Current timestamp (seconds) — std only

use std::time::SystemTime;

fn main() {
    let secs = SystemTime::now()
        .duration_since(SystemTime::UNIX_EPOCH)
        .unwrap()
        .as_secs();
    println!("{secs}");
}

No external crates needed. duration_since returns a Duration — .as_secs() gives u64 seconds since epoch.

Current timestamp (milliseconds) — std only

use std::time::SystemTime;

let ms = SystemTime::now()
    .duration_since(SystemTime::UNIX_EPOCH)
    .unwrap()
    .as_millis(); // u128

as_millis() returns u128 — note the wider type, since u64 would overflow for milliseconds around year 2554.

Using chrono crate (recommended)

// Cargo.toml: chrono = "0.4"
use chrono::Utc;

let secs = Utc::now().timestamp();
let ms   = Utc::now().timestamp_millis();

chrono is the standard date/time crate in the Rust ecosystem. timestamp() returns i64 seconds; timestamp_millis() returns i64 milliseconds.
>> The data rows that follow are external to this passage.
#[tokio::test]
async fn failed_bill_detail_keeps_prior_hash() {
    let h = harness();
    seed_two_bills(&h);
    h.sync.sync(&legislator()).await.unwrap();

    h.api.set_bill("A", "h3", "2024-02-20", &["R1"]);
    h.api.fail("A");
    a_day_later(&h);
    let report = h.sync.sync_report(&legislator()).await.unwrap();

    assert_eq!(report.bills_failed, 1);
    assert_eq!(
        stored_hashes(&h).await.get("A").map(String::as_str),
        Some("h1")
    );

    h.api.heal("A");
    a_day_later(&h);
    let votes = h.sync.sync(&legislator()).await.unwrap();
    assert_eq!(positions(&votes), vec![("R1".to_string(), Position::Yea)]);
    assert_eq!(
        stored_hashes(&h).await.get("A").map(String::as_str),
        Some("h3")
    );
}

#[tokio::test]
async fn changed_bills_beyond_cap_are_deferred_newest_first() {
    let config = SyncConfig {
        max_changed_bills: 1,
        ..SyncConfig::default()
    };
    let h = harness_with(config);
    h.api.set_bill("OLD", "h1", "2024-01-10", &["R10"]);
    h.api.set_roll_call("R10", "OLD", "2024-01-10", Some("Nay"));
    h.api.set_bill("NEW", "h2", "2024-02-10", &["R20"]);
    h.api.set_roll_call("R20", "NEW", "2024-02-10", Some("Present"));

    let report = h.sync.sync_report(&legislator()).await.unwrap();
    assert_eq!(report.bills_processed, 1);
    assert_eq!(report.bills_deferred, 1);
    assert_eq!(
        positions(&report.votes),
        vec![("R20".to_string(), Position::Present)]
    );
    assert!(!stored_hashes(&h).await.contains_key("OLD"));

    a_day_later(&h);
    let votes = h.sync.sync(&legislator()).await.unwrap();
    assert_eq!(
        positions(&votes),
        vec![
            ("R20".to_string(), Position::Present),
            ("R10".to_string(), Position::Nay),
        ]
    );
}

#[tokio::test]
async fn repeated_roll_call_ids_yield_one_record() {
    let h = harness();
    h.api.set_bill("A", "h1", "2024-02-01", &["R1", "R1"]);
    h.api.set_roll_call("R1", "A", "2024-02-01", Some("NV"));

    let votes = h.sync.sync(&legislator()).await.unwrap();
    assert_eq!(positions(&votes), vec![("R1".to_string(), Position::NotVoting)]);
}

#[tokio::test]
async fn bill_without_roll_calls_contributes_nothing() {
    let h = harness();
    h.api.set_bill("A", "h1", "2024-02-01", &[]);

    let votes = h.sync.sync(&legislator()).await.unwrap();
    assert!(votes.is_empty());
    assert_eq!(
        stored_hashes(&h).await.get("A").map(String::as_str),
        Some("h1")
    );
}

#[tokio::test]
async fn unknown_vote_text_passes_through() {
    let h = harness();
    h.api.set_bill("A", "h1", "2024-02-01", &["R1"]);
    h.api.set_roll_call("R1", "A", "2024-02-01", Some("Excused"));

    let votes = h.sync.sync(&legislator()).await.unwrap();
    assert_eq!(votes[0].position, Position::Other("Excused".to_string()));
}

#[tokio::test]
async fn index_failure_returns_stored_votes() {
    let h = harness();
    seed_two_bills(&h);
    let first = h.sync.sync(&legislator()).await.unwrap();

    h.api.upstream.lock().index_fails = true;
    a_day_later(&h);
    let report = h.sync.sync_report(&legislator()).await.unwrap();

    assert!(!report.from_cache);
    assert_eq!(report.votes, first);
}

#[tokio::test]
async fn unmatched_legislator_is_unavailable() {
    let h = harness();
    seed_two_bills(&h);
    let stranger = Legislator {
        full_name: "Someone Else".to_string(),
        ..legislator()
    };
    assert!(h.sync.sync(&stranger).await.is_none());
    assert!(!h.api.calls().iter().any(|c| c.starts_with("index:")));
}

#[tokio::test]
async fn session_failure_is_unavailable() {
    let h = harness();
    h.api.upstream.lock().sessions_fail = true;
    assert!(h.sync.sync(&legislator()).await.is_none());
}

#[tokio::test]
async fn disabled_synchronizer_is_unavailable() {
    let cache = Arc::new(MemoryCache::new());
    let sync = VoteSynchronizer::disabled(cache.clone(), &SyncConfig::default());
    assert!(!sync.is_enabled());
    assert!(sync.sync(&legislator()).await.is_none());
    assert!(cache.keys().is_empty());
}

#[tokio::test]
async fn sessions_and_roster_are_cached_for_a_week() {
    let h = harness();
    seed_two_bills(&h);
    h.sync.sync(&legislator()).await.unwrap();
    a_day_later(&h);
    h.sync.sync(&legislator()).await.unwrap();

    let calls = h.api.calls();
    assert_eq!(calls.iter().filter(|c| c.starts_with("sessions:")).count(), 1);
    assert_eq!(calls.iter().filter(|c| c.starts_with("roster:")).count(), 1);

    h.clock.advance(Duration::from_secs(7 * 24 * 3600));
    h.sync.sync(&legislator()).await.unwrap();
    let calls = h.api.calls();
    assert_eq!(calls.iter().filter(|c| c.starts_with("sessions:")).count(), 2);
}

#[tokio::test]
async fn concurrent_syncs_for_one_legislator_share_work() {
    let h = harness();
    seed_two_bills(&h);
    let who = legislator();

    let (a, b) = tokio::join!(h.sync.sync_report(&who), h.sync.sync_report(&who));
    let (a, b) = (a.unwrap(), b.unwrap());

    assert_eq!(a.votes, b.votes);
    assert!(a.from_cache != b.from_cache);
    // sessions, roster, index, two bills, two roll calls
    assert_eq!(h.sync.remote_calls(), 7);
}

#[tokio::test]
async fn every_remote_call_waits_on_the_gate() {
    let h = harness();
    seed_two_bills(&h);
    h.sync.sync(&legislator()).await.unwrap();

    let sleeps = h.clock.sleeps();
    assert_eq!(sleeps.len() as u64, h.sync.remote_calls() - 1);
    assert!(sleeps.iter().all(|d| *d <= Duration::from_millis(1100)));
}

#[tokio::test]
async fn hash_index_never_loses_bills() {
    let h = harness();
    seed_two_bills(&h);
    h.sync.sync(&legislator()).await.unwrap();

    // B disappears from the index; its hash stays.
    h.api.upstream.lock().index.retain(|b| b.bill_id != "B");
    a_day_later(&h);
    let votes = h.sync.sync(&legislator()).await.unwrap();

    assert_eq!(positions(&votes), vec![("R1".to_string(), Position::Yea)]);
    assert_eq!(
        stored_hashes(&h).await.get("B").map(String::as_str),
        Some("h2")
    );
}

#[tokio::test]
async fn empty_roster_is_not_cached() {
    let h = harness();
    seed_two_bills(&h);
    h.api.upstream.lock().roster_empty = true;

    assert!(h.sync.sync(&legislator()).await.is_none());
    assert!(!h.cache.keys().contains(&keys::roster(SESSION)));

    h.api.upstream.lock().roster_empty = false;
    a_day_later(&h);
    let votes = h.sync.sync(&legislator()).await.unwrap();

    assert_eq!(positions(&votes), vec![("R1".to_string(), Position::Yea)]);
    let calls = h.api.calls();
    assert_eq!(calls.iter().filter(|c| c.starts_with("roster:")).count(), 2);
}

#[tokio::test]
async fn roll_call_without_member_votes_is_retried() {
    let h = harness();
    seed_two_bills(&h);
    h.api.truncate_roll_call("R1");

    let report = h.sync.sync_report(&legislator()).await.unwrap();
    assert!(report.votes.is_empty());
    assert_eq!(report.bills_failed, 1);
    assert!(!h.cache.keys().contains(&keys::rollcall("R1")));
    assert!(!stored_hashes(&h).await.contains_key("A"));

    h.api.set_bill("A", "h2", "2024-02-01", &["R1"]);
    h.api.set_roll_call("R1", "A", "2024-02-01", Some("Yea"));
    a_day_later(&h);
    let votes = h.sync.sync(&legislator()).await.unwrap();

    assert_eq!(positions(&votes), vec![("R1".to_string(), Position::Yea)]);
    assert_eq!(
        stored_hashes(&h).await.get("A").map(String::as_str),
        Some("h2")
    );
}

#[tokio::test]
async fn ledger_is_stored_in_its_public_shape() {
    let h = harness();
    seed_two_bills(&h);
    let votes = h.sync.sync(&legislator()).await.unwrap();

    let ledger = db::load::<RollCallLedger>(h.cache.as_ref(), &keys::rollcalls("leg-1"))
        .await
        .unwrap()
        .unwrap();
    // R2 is marked even though she sat it out
    assert_eq!(
        ledger.fetched_roll_call_ids.iter().collect::<Vec<_>>(),
        vec!["R1", "R2"]
    );
    assert_eq!(ledger.votes, votes);
}
use time::{Duration, OffsetDateTime};

use crate::api::LegislativeApi;
use crate::db::{self, keys, CacheStore};
use crate::schema::Session;

pub struct SessionResolver<'a> {
    api: &'a dyn LegislativeApi,
    cache: &'a dyn CacheStore,
    ttl: Duration,
}

impl<'a> SessionResolver<'a> {
    pub fn new(api: &'a dyn LegislativeApi, cache: &'a dyn CacheStore, ttl: Duration) -> Self {
        Self { api, cache, ttl }
    }

    /// The active session, or `None` when sessions are unavailable.
    pub async fn resolve(&self, jurisdiction: &str, now: OffsetDateTime) -> Option<Session> {
        let key = keys::sessions(jurisdiction);
        match db::load_fresh::<Vec<Session>>(self.cache, &key, self.ttl, now).await {
            Ok(Some(sessions)) if !sessions.is_empty() => {
                tracing::debug!(%jurisdiction, "session list served from cache");
                return sessions.into_iter().next();
            }
            Ok(_) => {}
            Err(err) => tracing::warn!(%jurisdiction, "unreadable cached sessions: {err:#}"),
        }

        let mut sessions = match self.api.list_sessions(jurisdiction).await {
            Ok(sessions) => sessions,
            Err(err) => {
                tracing::warn!(%jurisdiction, "list-sessions failed: {err}");
                return None;
            }
        };
        if sessions.is_empty() {
            tracing::warn!(%jurisdiction, "no sessions returned");
            return None;
        }

        sort_sessions(&mut sessions);
        if let Err(err) = db::store(self.cache, &key, &sessions, now).await {
            tracing::warn!(%jurisdiction, "failed to cache sessions: {err:#}");
        }
        sessions.into_iter().next()
    }
}

/// Latest `year_end` first; regular sessions before special ones.
pub fn sort_sessions(sessions: &mut [Session]) {
    sessions.sort_by(|a, b| {
        b.year_end
            .cmp(&a.year_end)
            .then_with(|| a.is_special.cmp(&b.is_special))
    });
}
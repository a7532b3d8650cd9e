use std::collections::BTreeSet;

use crate::api::LegislativeApi;
use crate::error::ApiResult;
use crate::schema::{BillHashEntry, HashIndex};

#[derive(Debug, Clone, Default, PartialEq, Eq)]
pub struct ChangeSet {
    pub changed_bills: Vec<BillHashEntry>,
    pub unchanged_bill_ids: BTreeSet<String>,
    /// Prior index overlaid with every hash just observed. Bills missing
    /// from the new index keep their old entry.
    pub fresh_hash_index: HashIndex,
}

pub struct ChangeDetector<'a> {
    api: &'a dyn LegislativeApi,
}

impl<'a> ChangeDetector<'a> {
    pub fn new(api: &'a dyn LegislativeApi) -> Self {
        Self { api }
    }

    pub async fn detect_changes(
        &self,
        session_id: &str,
        prior_hash_index: &HashIndex,
    ) -> ApiResult<ChangeSet> {
        let index = self.api.master_bill_index(session_id).await?;
        let changes = classify(index, prior_hash_index);
        tracing::debug!(
            %session_id,
            changed = changes.changed_bills.len(),
            unchanged = changes.unchanged_bill_ids.len(),
            "bill index diffed"
        );
        Ok(changes)
    }
}

/// First listing of a bill wins; repeats are ignored.
pub fn classify(index: Vec<BillHashEntry>, prior_hash_index: &HashIndex) -> ChangeSet {
    let mut changes = ChangeSet {
        fresh_hash_index: prior_hash_index.clone(),
        ..ChangeSet::default()
    };

    let mut seen = BTreeSet::new();
    for bill in index {
        if bill.bill_id.is_empty() || !seen.insert(bill.bill_id.clone()) {
            continue;
        }
        if prior_hash_index.get(&bill.bill_id) == Some(&bill.change_hash) {
            changes.unchanged_bill_ids.insert(bill.bill_id);
        } else {
            changes
                .fresh_hash_index
                .insert(bill.bill_id.clone(), bill.change_hash.clone());
            changes.changed_bills.push(bill);
        }
    }
    changes
}
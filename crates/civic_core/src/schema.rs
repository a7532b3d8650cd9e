use schemars::JsonSchema;
use serde::{Deserialize, Serialize};
use std::collections::{BTreeMap, BTreeSet};

/// Bill id -> last observed change hash.
pub type HashIndex = BTreeMap<String, String>;

#[derive(Debug, Clone, PartialEq, Eq, Serialize, Deserialize, JsonSchema)]
pub struct Session {
    pub session_id: String,
    pub jurisdiction: String, // two-letter state code, e.g. "KY"
    pub name: Option<String>,
    pub year_start: i32,
    pub year_end: i32,
    pub is_special: bool,
}

#[derive(Debug, Clone, PartialEq, Eq, Serialize, Deserialize, JsonSchema)]
pub struct RosterEntry {
    pub person_id: String, // remote namespace
    pub full_name: String,
    pub first_name: String,
    pub last_name: String,
    pub chamber_role: Option<String>, // "Rep", "Sen"
    pub party: Option<String>,
    pub district: Option<String>,
}

#[derive(Debug, Clone, PartialEq, Eq, Serialize, Deserialize, JsonSchema)]
pub struct BillHashEntry {
    pub bill_id: String,
    pub display_number: String,
    pub title: Option<String>,
    pub change_hash: String,
    pub last_action_date: Option<String>, // YYYY-MM-DD
}

/// A roll call as enumerated by bill detail, before its tally is fetched.
#[derive(Debug, Clone, PartialEq, Eq, Serialize, Deserialize, JsonSchema)]
pub struct RollCallRef {
    pub roll_call_id: String,
    pub date: String,
    pub description: String,
}

#[derive(Debug, Clone, PartialEq, Eq, Serialize, Deserialize, JsonSchema)]
pub struct BillDetail {
    pub bill_id: String,
    pub display_number: String,
    pub title: Option<String>,
    pub roll_calls: Vec<RollCallRef>,
}

#[derive(Debug, Clone, Copy, Default, PartialEq, Eq, Serialize, Deserialize, JsonSchema)]
pub struct Tallies {
    pub yea: u32,
    pub nay: u32,
    pub not_voting: u32,
    pub absent: u32,
}

#[derive(Debug, Clone, PartialEq, Eq, Serialize, Deserialize, JsonSchema)]
pub struct RollCall {
    pub roll_call_id: String,
    pub bill_id: String,
    pub date: String,
    pub description: String,
    pub chamber: Option<String>,
    pub tallies: Tallies,
    pub passed: Option<bool>,
    pub per_person_votes: BTreeMap<String, String>, // person id -> raw vote text
}

impl RollCall {
    pub fn result_label(&self) -> &'static str {
        match self.passed {
            Some(true) => "Passed",
            Some(false) => "Failed",
            None => "",
        }
    }
}

/// Canonical vote position. Anything unrecognised is kept verbatim.
#[derive(Debug, Clone, PartialEq, Eq, Hash)]
pub enum Position {
    Yea,
    Nay,
    NotVoting,
    Present,
    Other(String),
}

impl Position {
    pub fn from_raw(raw: &str) -> Self {
        match raw.trim() {
            "Yea" => Position::Yea,
            "Nay" => Position::Nay,
            "NV" | "Absent" => Position::NotVoting,
            "Present" => Position::Present,
            _ => Position::Other(raw.to_string()),
        }
    }

    pub fn as_str(&self) -> &str {
        match self {
            Position::Yea => "Yea",
            Position::Nay => "Nay",
            Position::NotVoting => "NotVoting",
            Position::Present => "Present",
            Position::Other(raw) => raw,
        }
    }
}

impl std::fmt::Display for Position {
    fn fmt(&self, f: &mut std::fmt::Formatter<'_>) -> std::fmt::Result {
        write!(f, "{}", self.as_str())
    }
}

impl Serialize for Position {
    fn serialize<S: serde::Serializer>(&self, serializer: S) -> Result<S::Ok, S::Error> {
        serializer.serialize_str(self.as_str())
    }
}

impl JsonSchema for Position {
    fn schema_name() -> String {
        "Position".to_string()
    }

    fn json_schema(generator: &mut schemars::r#gen::SchemaGenerator) -> schemars::schema::Schema {
        String::json_schema(generator)
    }
}

impl<'de> Deserialize<'de> for Position {
    fn deserialize<D: serde::Deserializer<'de>>(deserializer: D) -> Result<Self, D::Error> {
        let raw = String::deserialize(deserializer)?;
        Ok(match raw.as_str() {
            "Yea" => Position::Yea,
            "Nay" => Position::Nay,
            "NotVoting" => Position::NotVoting,
            "Present" => Position::Present,
            _ => Position::Other(raw),
        })
    }
}

#[derive(Debug, Clone, PartialEq, Eq, Serialize, Deserialize, JsonSchema)]
pub struct VoteRecord {
    pub roll_number: String,
    pub question: String,
    pub date: String,
    pub result: String, // "Passed", "Failed" or ""
    pub position: Position,
    pub bill_number: String,
    pub bill_title: Option<String>,
    pub chamber: Option<String>,
    pub yea_count: u32,
    pub nay_count: u32,
    pub not_voting_count: u32,
    pub source_roll_call_id: String,
    pub source_bill_id: String,
}

impl VoteRecord {
    /// Builds this legislator's view of a roll call, or `None` if they
    /// have no entry in its per-person votes.
    pub fn from_roll_call(roll_call: &RollCall, bill: &BillDetail, person_id: &str) -> Option<Self> {
        let raw = roll_call.per_person_votes.get(person_id)?;
        Some(Self {
            roll_number: roll_call.roll_call_id.clone(),
            question: roll_call.description.clone(),
            date: roll_call.date.clone(),
            result: roll_call.result_label().to_string(),
            position: Position::from_raw(raw),
            bill_number: bill.display_number.clone(),
            bill_title: bill.title.clone(),
            chamber: roll_call.chamber.clone(),
            yea_count: roll_call.tallies.yea,
            nay_count: roll_call.tallies.nay,
            not_voting_count: roll_call.tallies.not_voting + roll_call.tallies.absent,
            source_roll_call_id: roll_call.roll_call_id.clone(),
            source_bill_id: roll_call.bill_id.clone(),
        })
    }
}

/// Newest first; ties broken by roll call id so output is stable.
pub fn sort_votes(votes: &mut [VoteRecord]) {
    votes.sort_by(|a, b| {
        b.date
            .cmp(&a.date)
            .then_with(|| b.source_roll_call_id.cmp(&a.source_roll_call_id))
    });
}

/// Who to sync. `id` is the caller's own identifier, not the remote one.
#[derive(Debug, Clone, Serialize, Deserialize, JsonSchema)]
pub struct Legislator {
    pub id: String,
    pub full_name: String,
    pub last_name: Option<String>,
    pub jurisdiction: String,
}

/// Per-legislator sync state, stored under `rollcalls:{legislator}`. The
/// bill hash index lives beside it under `hashes:{session}:{legislator}`.
#[derive(Debug, Clone, Default, PartialEq, Eq, Serialize, Deserialize, JsonSchema)]
pub struct RollCallLedger {
    pub fetched_roll_call_ids: BTreeSet<String>, // includes roll calls the legislator sat out
    pub votes: Vec<VoteRecord>,
}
Convert timestamp back to DateTime (chrono)

use chrono::{DateTime, Utc, TimeZone};

let dt: DateTime<Utc> = Utc.timestamp_opt(1708560000, 0).unwrap();
println!("{}", dt.to_rfc3339());

Reconstruct a DateTime from a Unix timestamp using chrono's TimeZone trait.

Note

Rust's std SystemTime uses u64 for seconds and u128 for milliseconds — both unsigned. chrono uses i64 (signed) to support dates before 1970. For production code, prefer chrono over manual Duration arithmetic.